A vast and historically valuable trove of Holocaust-era documents, long thought destroyed during World War II, has been found hidden in a wall cavity by a couple renovating their Budapest apartment, AFP reports.
The haul of 6,300 documents are from a 1944 census that was a precursor to the intended liquidation of the Hungarian capital's 200,000 Jews in Nazi death camps.
Brigitte Berdefy, co-owner of the apartment overlooking Hungary's parliament, said that in August a worker detected paper after jamming a screwdriver through a crack in the wall.
"We thought we'd ruined the neighbour's wallpaper," Berdefy told AFP.
But then her husband Gabor peered through the crack and saw what looked like handwriting.
Carefully removing each brick, the couple eased out some 61 kilograms of dusty papers, many with bits of plaster caked on, but all more or less intact.
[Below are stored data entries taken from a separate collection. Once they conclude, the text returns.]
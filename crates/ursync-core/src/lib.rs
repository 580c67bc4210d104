//! Core domain model and identity resolution for ursync.

use std::fmt;

use chrono::{DateTime, Utc};
use serde::{Deserialize, Deserializer, Serialize};
use thiserror::Error;

pub const CRATE_NAME: &str = "ursync-core";

/// Opaque identifier assigned to a user by the upstream registry.
///
/// Accepted on the wire as either a JSON string or a JSON integer.
#[derive(Debug, Clone, PartialEq, Eq, Hash, PartialOrd, Ord, Serialize)]
#[serde(transparent)]
pub struct ExternalId(String);

impl ExternalId {
    pub fn new(value: impl Into<String>) -> Self {
        Self(value.into())
    }

    pub fn as_str(&self) -> &str {
        &self.0
    }

    fn is_blank(&self) -> bool {
        self.0.trim().is_empty()
    }
}

impl fmt::Display for ExternalId {
    fn fmt(&self, f: &mut fmt::Formatter<'_>) -> fmt::Result {
        f.write_str(&self.0)
    }
}

impl<'de> Deserialize<'de> for ExternalId {
    fn deserialize<D: Deserializer<'de>>(deserializer: D) -> Result<Self, D::Error> {
        #[derive(Deserialize)]
        #[serde(untagged)]
        enum Raw {
            Text(String),
            Signed(i64),
            Unsigned(u64),
        }

        Ok(match Raw::deserialize(deserializer)? {
            Raw::Text(text) => Self(text),
            Raw::Signed(n) => Self(n.to_string()),
            Raw::Unsigned(n) => Self(n.to_string()),
        })
    }
}

fn null_as_empty<'de, D: Deserializer<'de>>(deserializer: D) -> Result<String, D::Error> {
    Ok(Option::<String>::deserialize(deserializer)?.unwrap_or_default())
}

/// Inbound user record as delivered by a webhook or the upstream registry.
#[derive(Debug, Clone, PartialEq, Eq, Default, Serialize, Deserialize)]
pub struct CandidateRecord {
    #[serde(rename = "id_usuario", default, skip_serializing_if = "Option::is_none")]
    pub external_id: Option<ExternalId>,
    #[serde(rename = "nombre", default)]
    pub given_name: Option<String>,
    #[serde(rename = "apellido_paterno", default, deserialize_with = "null_as_empty")]
    pub paternal_surname: String,
    #[serde(rename = "apellido_materno", default, deserialize_with = "null_as_empty")]
    pub maternal_surname: String,
    #[serde(rename = "fono", default, deserialize_with = "null_as_empty")]
    pub phone: String,
}

impl CandidateRecord {
    pub fn new(
        given_name: impl Into<String>,
        paternal_surname: impl Into<String>,
        maternal_surname: impl Into<String>,
        phone: impl Into<String>,
    ) -> Self {
        Self {
            external_id: None,
            given_name: Some(given_name.into()),
            paternal_surname: paternal_surname.into(),
            maternal_surname: maternal_surname.into(),
            phone: phone.into(),
        }
    }

    pub fn with_external_id(mut self, external_id: impl Into<String>) -> Self {
        self.external_id = Some(ExternalId::new(external_id));
        self
    }
}

/// Identity tuple used when no external identifier is available.
#[derive(Debug, Clone, PartialEq, Eq, Hash, PartialOrd, Ord, Serialize, Deserialize)]
pub struct PersonTuple {
    pub given_name: String,
    pub paternal_surname: String,
    pub maternal_surname: String,
    pub phone: String,
}

/// Logical identity of a user; two candidates with equal keys are the same user.
#[derive(Debug, Clone, PartialEq, Eq, Hash, PartialOrd, Ord, Serialize, Deserialize)]
pub enum IdentityKey {
    External(ExternalId),
    Tuple(PersonTuple),
}

impl fmt::Display for IdentityKey {
    fn fmt(&self, f: &mut fmt::Formatter<'_>) -> fmt::Result {
        match self {
            Self::External(id) => write!(f, "id_usuario={id}"),
            Self::Tuple(t) => write!(
                f,
                "{}|{}|{}|{}",
                t.given_name, t.paternal_surname, t.maternal_surname, t.phone
            ),
        }
    }
}

/// Candidate after canonicalization; the only shape the stores accept for insertion.
#[derive(Debug, Clone, PartialEq, Eq, Serialize, Deserialize)]
pub struct NormalizedRecord {
    pub external_id: Option<ExternalId>,
    pub given_name: String,
    pub paternal_surname: String,
    pub maternal_surname: String,
    pub phone: String,
}

impl NormalizedRecord {
    pub fn identity_key(&self) -> IdentityKey {
        match &self.external_id {
            Some(id) => IdentityKey::External(id.clone()),
            None => IdentityKey::Tuple(self.tuple()),
        }
    }

    pub fn tuple(&self) -> PersonTuple {
        PersonTuple {
            given_name: self.given_name.clone(),
            paternal_surname: self.paternal_surname.clone(),
            maternal_surname: self.maternal_surname.clone(),
            phone: self.phone.clone(),
        }
    }
}

impl fmt::Display for NormalizedRecord {
    fn fmt(&self, f: &mut fmt::Formatter<'_>) -> fmt::Result {
        f.write_str(&self.given_name)
    }
}

/// Persisted canonical user row.
#[derive(Debug, Clone, PartialEq, Eq, Serialize, Deserialize)]
pub struct CanonicalUser {
    pub id: i64,
    pub external_id: Option<ExternalId>,
    pub given_name: String,
    pub paternal_surname: String,
    pub maternal_surname: String,
    pub phone: String,
    pub created_at: DateTime<Utc>,
}

impl CanonicalUser {
    pub fn identity_key(&self) -> IdentityKey {
        match &self.external_id {
            Some(id) => IdentityKey::External(id.clone()),
            None => IdentityKey::Tuple(PersonTuple {
                given_name: self.given_name.clone(),
                paternal_surname: self.paternal_surname.clone(),
                maternal_surname: self.maternal_surname.clone(),
                phone: self.phone.clone(),
            }),
        }
    }
}

/// Journal entry written by the audit sink.
#[derive(Debug, Clone, PartialEq, Eq, Serialize, Deserialize)]
pub struct AuditEvent {
    pub description: String,
    pub created_at: DateTime<Utc>,
}

#[derive(Debug, Clone, Copy, PartialEq, Eq, Hash, Serialize, Deserialize)]
#[serde(rename_all = "snake_case")]
pub enum FailureReason {
    Validation,
    StoreError,
}

impl FailureReason {
    pub fn as_str(self) -> &'static str {
        match self {
            Self::Validation => "validation",
            Self::StoreError => "store_error",
        }
    }
}

impl fmt::Display for FailureReason {
    fn fmt(&self, f: &mut fmt::Formatter<'_>) -> fmt::Result {
        f.write_str(self.as_str())
    }
}

/// Result of reconciling one candidate.
#[derive(Debug, Clone, Copy, PartialEq, Eq, Hash, Serialize, Deserialize)]
#[serde(tag = "outcome", content = "reason", rename_all = "snake_case")]
pub enum Outcome {
    Inserted,
    SkippedDuplicate,
    Failed(FailureReason),
}

#[derive(Debug, Clone, PartialEq, Eq, Error)]
pub enum ValidationError {
    #[error("missing required field `nombre`")]
    MissingGivenName,
}

/// A batch element that could not be read as a [`CandidateRecord`].
#[derive(Debug, Clone, PartialEq, Eq, Error)]
#[error("malformed user record: {0}")]
pub struct MalformedRecord(pub String);

/// One position of an inbound batch, which may have been rejected before resolution.
pub type CandidateSlot = Result<CandidateRecord, MalformedRecord>;

/// Read one JSON element as a candidate. Wrong field types reject only this element.
pub fn candidate_from_value(value: serde_json::Value) -> CandidateSlot {
    serde_json::from_value(value).map_err(|err| MalformedRecord(err.to_string()))
}

/// Read every element of a JSON array, keeping input order.
pub fn candidates_from_values(values: Vec<serde_json::Value>) -> Vec<CandidateSlot> {
    values.into_iter().map(candidate_from_value).collect()
}

/// Upper-cases a given name. Applying it to its own output is a no-op.
pub fn canonicalize_given_name(raw: &str) -> String {
    raw.to_uppercase()
}

/// Normalize a candidate and derive its identity.
///
/// A blank external identifier is treated as absent, so the tuple rule applies.
pub fn resolve(candidate: &CandidateRecord) -> Result<NormalizedRecord, ValidationError> {
    let given_name = candidate
        .given_name
        .as_deref()
        .filter(|name| !name.trim().is_empty())
        .ok_or(ValidationError::MissingGivenName)?;

    Ok(NormalizedRecord {
        external_id: candidate.external_id.clone().filter(|id| !id.is_blank()),
        given_name: canonicalize_given_name(given_name),
        paternal_surname: candidate.paternal_surname.clone(),
        maternal_surname: candidate.maternal_surname.clone(),
        phone: candidate.phone.clone(),
    })
}

#[cfg(test)]
mod tests {
    use super::*;

    #[test]
    fn given_name_is_upper_cased() {
        let record = resolve(&CandidateRecord::new("ana", "lopez", "diaz", "555")).unwrap();
        assert_eq!(record.given_name, "ANA");
        assert_eq!(record.paternal_surname, "lopez");
        assert_eq!(record.maternal_surname, "diaz");
        assert_eq!(record.phone, "555");
    }

    #[test]
    fn canonicalization_is_idempotent() {
        for raw in ["ana", "José María", "straße", "ÑANDÚ", "o'neil"] {
            let once = canonicalize_given_name(raw);
            assert_eq!(canonicalize_given_name(&once), once, "input {raw:?}");
        }

        let first = resolve(&CandidateRecord::new("ana", "lopez", "diaz", "555")).unwrap();
        let again = resolve(&CandidateRecord::new(
            first.given_name.clone(),
            "lopez",
            "diaz",
            "555",
        ))
        .unwrap();
        assert_eq!(first, again);
    }

    #[test]
    fn identity_prefers_external_id() {
        let record =
            resolve(&CandidateRecord::new("ana", "lopez", "diaz", "555").with_external_id("42"))
                .unwrap();
        assert_eq!(
            record.identity_key(),
            IdentityKey::External(ExternalId::new("42"))
        );
    }

    #[test]
    fn identity_falls_back_to_tuple() {
        let lower = resolve(&CandidateRecord::new("ana", "lopez", "diaz", "555")).unwrap();
        let upper = resolve(&CandidateRecord::new("ANA", "lopez", "diaz", "555")).unwrap();
        let other_phone = resolve(&CandidateRecord::new("ana", "lopez", "diaz", "556")).unwrap();

        assert_eq!(lower.identity_key(), upper.identity_key());
        assert_ne!(lower.identity_key(), other_phone.identity_key());
        assert!(matches!(lower.identity_key(), IdentityKey::Tuple(_)));
    }

    #[test]
    fn blank_external_id_uses_tuple_rule() {
        let record =
            resolve(&CandidateRecord::new("ana", "lopez", "diaz", "555").with_external_id("  "))
                .unwrap();
        assert!(record.external_id.is_none());
        assert!(matches!(record.identity_key(), IdentityKey::Tuple(_)));
    }

    #[test]
    fn missing_or_blank_given_name_is_rejected() {
        let mut candidate = CandidateRecord::new("x", "lopez", "diaz", "555");
        candidate.given_name = None;
        assert_eq!(resolve(&candidate), Err(ValidationError::MissingGivenName));

        candidate.given_name = Some("   ".into());
        assert_eq!(resolve(&candidate), Err(ValidationError::MissingGivenName));
    }

    #[test]
    fn wire_format_accepts_numeric_ids_and_nulls() {
        let json = r#"[
            {"id_usuario": 7, "nombre": "ana", "apellido_paterno": "lopez", "apellido_materno": null, "fono": "555"},
            {"id_usuario": "u-8", "nombre": "luis", "apellido_paterno": "soto", "apellido_materno": "rey", "fono": "777"},
            {"apellido_paterno": "soto"}
        ]"#;
        let records: Vec<CandidateRecord> = serde_json::from_str(json).unwrap();

        assert_eq!(records[0].external_id, Some(ExternalId::new("7")));
        assert_eq!(records[0].maternal_surname, "");
        assert_eq!(records[1].external_id, Some(ExternalId::new("u-8")));
        assert_eq!(records[2].given_name, None);
        assert_eq!(records[2].phone, "");
    }

    #[test]
    fn mistyped_elements_are_rejected_individually() {
        let values: Vec<serde_json::Value> = serde_json::from_str(
            r#"[
                {"nombre": "ana", "apellido_paterno": "lopez", "apellido_materno": "diaz", "fono": "555"},
                {"nombre": 7, "apellido_paterno": "lopez"},
                {"nombre": "luis", "fono": 555},
                {"id_usuario": true, "nombre": "rosa"},
                "not an object"
            ]"#,
        )
        .unwrap();
        let slots = candidates_from_values(values);

        assert_eq!(slots.len(), 5);
        assert_eq!(slots[0], Ok(CandidateRecord::new("ana", "lopez", "diaz", "555")));
        for slot in &slots[1..] {
            let err = slot.as_ref().unwrap_err();
            assert!(err.to_string().starts_with("malformed user record"), "{err}");
        }
    }

    #[test]
    fn failure_reason_strings() {
        assert_eq!(FailureReason::Validation.as_str(), "validation");
        assert_eq!(FailureReason::StoreError.as_str(), "store_error");
    }
}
With the ink still readable -- thanks to a lack of air in the cavity and nicotine from the heavy-smoking former owner -- the yellowed papers were given to the Budapest City Archives.
Istvan Kenyeres, head of the archives, was amazed.
"Most wartime papers are more faded or rotten than medieval documents, on bad quality paper due to the rationing," he told AFP.
"The content and scale of the finding is unprecedented," he said. "It helps to fill a huge gap in the history of the Holocaust in Budapest."